Bailarina de aguas cálidas




Bailarina de aguas cálidas

A la bailarina le encantaba mirar los peces de aguas cálidas mientras practicaba sus ejercicios. Subía el pie a la barra y con el pecho rozando la pierna, giraba la cabeza hacia el acuario. En él, con la ingravidez que ella quisiera para sí en sus saltos, los peces nadaban con los ojos concentrados en algo y a la vez ciegos, como navegando en su propio interior escamas adentro, ausentes. En el estudio donde entrenaba sin descanso la bailarina había una puerta cerrada y una claraboya por la que se veía el cielo azul, sin nubes, igual a sí mismo, con la monotonía de una prisión ceñida al marco del tragaluz. Por las mañanas la bailarina recogía su comida que le esperaba en una cesta al pie de la puerta. La alcanzaba temerosa, sin perder ninguna mirada en el pasillo oscuro antes de cerrar veloz la puerta. Dentro, la claridad del agua donde la atendían los peces, le tranquilizaba de nuevo al retomar sus ejercicios. Practicaba hasta que el cuerpo no daba más de sí y se imponía descansar sobre el colchón.
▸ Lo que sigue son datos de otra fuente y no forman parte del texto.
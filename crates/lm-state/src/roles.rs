//! # Roles and Permissions
//!
//! Enterprise role-based access control. Upstream identity systems grant
//! *system* roles (`enterprise_admin`, `enterprise_learner`,
//! `enterprise_openedx_operator`); each maps onto a subscriptions *feature*
//! role scoped to one enterprise or, for operators, to every enterprise.
//!
//! | System role                   | Feature role | Context         |
//! |-------------------------------|--------------|-----------------|
//! | `enterprise_admin`            | admin        | enterprise uuid |
//! | `enterprise_learner`          | learner      | enterprise uuid |
//! | `enterprise_openedx_operator` | admin        | `*`             |

use serde::{Deserialize, Serialize};
use thiserror::Error;

use lm_core::constants::{
    ALL_ACCESS_CONTEXT, SUBSCRIPTIONS_ADMIN_ACCESS_PERMISSION,
    SUBSCRIPTIONS_ADMIN_LEARNER_ACCESS_PERMISSION, SUBSCRIPTIONS_ADMIN_ROLE,
    SUBSCRIPTIONS_LEARNER_ROLE, SYSTEM_ENTERPRISE_ADMIN_ROLE, SYSTEM_ENTERPRISE_LEARNER_ROLE,
    SYSTEM_ENTERPRISE_OPERATOR_ROLE,
};
use lm_core::EnterpriseCustomerId;

#[derive(Error, Debug, Clone, PartialEq, Eq)]
pub enum RoleError {
    #[error("unknown system role: {0:?}")]
    UnknownSystemRole(String),

    /// Enterprise-scoped roles must name an enterprise.
    #[error("role {0} requires an enterprise context")]
    MissingContext(SystemRole),
}

// ─── Roles ───────────────────────────────────────────────────────────

/// Subscriptions feature role.
#[derive(Debug, Clone, Copy, PartialEq, Eq, Hash, Serialize, Deserialize)]
pub enum FeatureRole {
    #[serde(rename = "enterprise_subscriptions_admin")]
    SubscriptionsAdmin,
    #[serde(rename = "enterprise_subscriptions_learner")]
    SubscriptionsLearner,
}

impl FeatureRole {
    pub fn as_str(&self) -> &'static str {
        match self {
            Self::SubscriptionsAdmin => SUBSCRIPTIONS_ADMIN_ROLE,
            Self::SubscriptionsLearner => SUBSCRIPTIONS_LEARNER_ROLE,
        }
    }

    /// Whether this role carries `permission`.
    pub fn grants(&self, permission: Permission) -> bool {
        match self {
            Self::SubscriptionsAdmin => true,
            Self::SubscriptionsLearner => permission == Permission::LearnerOrAdminAccess,
        }
    }
}

/// Role granted by the enterprise identity system.
#[derive(Debug, Clone, Copy, PartialEq, Eq, Hash, Serialize, Deserialize)]
pub enum SystemRole {
    #[serde(rename = "enterprise_admin")]
    EnterpriseAdmin,
    #[serde(rename = "enterprise_learner")]
    EnterpriseLearner,
    #[serde(rename = "enterprise_openedx_operator")]
    EnterpriseOperator,
}

impl SystemRole {
    pub fn as_str(&self) -> &'static str {
        match self {
            Self::EnterpriseAdmin => SYSTEM_ENTERPRISE_ADMIN_ROLE,
            Self::EnterpriseLearner => SYSTEM_ENTERPRISE_LEARNER_ROLE,
            Self::EnterpriseOperator => SYSTEM_ENTERPRISE_OPERATOR_ROLE,
        }
    }

    pub fn feature_role(&self) -> FeatureRole {
        match self {
            Self::EnterpriseAdmin | Self::EnterpriseOperator => FeatureRole::SubscriptionsAdmin,
            Self::EnterpriseLearner => FeatureRole::SubscriptionsLearner,
        }
    }

    /// Operators act across every enterprise.
    pub fn is_all_access(&self) -> bool {
        matches!(self, Self::EnterpriseOperator)
    }
}

impl std::fmt::Display for SystemRole {
    fn fmt(&self, f: &mut std::fmt::Formatter<'_>) -> std::fmt::Result {
        f.write_str(self.as_str())
    }
}

impl std::str::FromStr for SystemRole {
    type Err = RoleError;

    fn from_str(s: &str) -> Result<Self, Self::Err> {
        match s {
            SYSTEM_ENTERPRISE_ADMIN_ROLE => Ok(Self::EnterpriseAdmin),
            SYSTEM_ENTERPRISE_LEARNER_ROLE => Ok(Self::EnterpriseLearner),
            SYSTEM_ENTERPRISE_OPERATOR_ROLE => Ok(Self::EnterpriseOperator),
            other => Err(RoleError::UnknownSystemRole(other.to_string())),
        }
    }
}

// ─── Permissions ─────────────────────────────────────────────────────

#[derive(Debug, Clone, Copy, PartialEq, Eq, Hash)]
pub enum Permission {
    /// Manage plans and licenses of an enterprise.
    AdminAccess,
    /// Read plans and act on one's own license.
    LearnerOrAdminAccess,
}

impl Permission {
    pub fn as_str(&self) -> &'static str {
        match self {
            Self::AdminAccess => SUBSCRIPTIONS_ADMIN_ACCESS_PERMISSION,
            Self::LearnerOrAdminAccess => SUBSCRIPTIONS_ADMIN_LEARNER_ACCESS_PERMISSION,
        }
    }
}

// ─── Assignments ─────────────────────────────────────────────────────

/// A feature role bound to an enterprise, or to all of them.
#[derive(Debug, Clone, Copy, PartialEq, Eq, Hash, Serialize, Deserialize)]
pub struct RoleAssignment {
    pub role: FeatureRole,
    /// `None` grants the role for every enterprise.
    pub enterprise_customer_uuid: Option<EnterpriseCustomerId>,
}

impl RoleAssignment {
    /// Derive the feature-role assignment implied by a system role.
    ///
    /// Operators are always unscoped; the other roles need an enterprise.
    pub fn from_system_role(
        role: SystemRole,
        enterprise: Option<EnterpriseCustomerId>,
    ) -> Result<Self, RoleError> {
        let enterprise_customer_uuid = if role.is_all_access() {
            None
        } else {
            Some(enterprise.ok_or(RoleError::MissingContext(role))?)
        };
        Ok(Self {
            role: role.feature_role(),
            enterprise_customer_uuid,
        })
    }

    /// Unscoped admin assignment.
    pub fn operator() -> Self {
        Self {
            role: FeatureRole::SubscriptionsAdmin,
            enterprise_customer_uuid: None,
        }
    }

    /// The enterprise uuid this assignment applies to, or `*`.
    pub fn context(&self) -> String {
        match &self.enterprise_customer_uuid {
            Some(id) => id.to_string(),
            None => ALL_ACCESS_CONTEXT.to_string(),
        }
    }

    /// Whether this assignment grants `permission` on `enterprise`.
    pub fn grants(&self, permission: Permission, enterprise: &EnterpriseCustomerId) -> bool {
        let in_context = self
            .enterprise_customer_uuid
            .as_ref()
            .map_or(true, |scoped| scoped == enterprise);
        in_context && self.role.grants(permission)
    }

    pub fn has_admin_access(&self, enterprise: &EnterpriseCustomerId) -> bool {
        self.grants(Permission::AdminAccess, enterprise)
    }

    pub fn has_learner_or_admin_access(&self, enterprise: &EnterpriseCustomerId) -> bool {
        self.grants(Permission::LearnerOrAdminAccess, enterprise)
    }
}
Tumbada en el improvisado catre, se quedaba dormida pensando en los lentos desplazamientos de los peces al ritmo de una cadencia oculta, regidos por la coreografía del azar. Tras el descanso, se levantaba y les echaba de comer unas bolitas diminutas que se deshacían en el agua apenas la tocaban y que luego, invisibles, pasaban al interior de los peces, incorporándose a ellos. Luego podía ser que la bailarina comiera algo con desgana antes de volver a escuchar la música que danzaría. Imaginaba la reacción del público en las butacas al seguir sus pasos ensayados, deleitándole con sus saltos del ángel y gráciles piruetas que inundarían el teatro de admiración y aplausos. Pero hasta que llegara el gran momento de presentar su solo, cuando el cañón de luz la siguiera por la escena, y cientos de ojos se concentraran en ella, debía prepararse. Por la noche, muerta de agotamiento, la luz del acuario iluminaba los sueños de la bailarina que eran de sudor, esfuerzo y calambres en las piernas. A primera hora de la mañana la cesta con la comida le esperaría junto a la puerta, puntual como su mano dando de comer a los peces.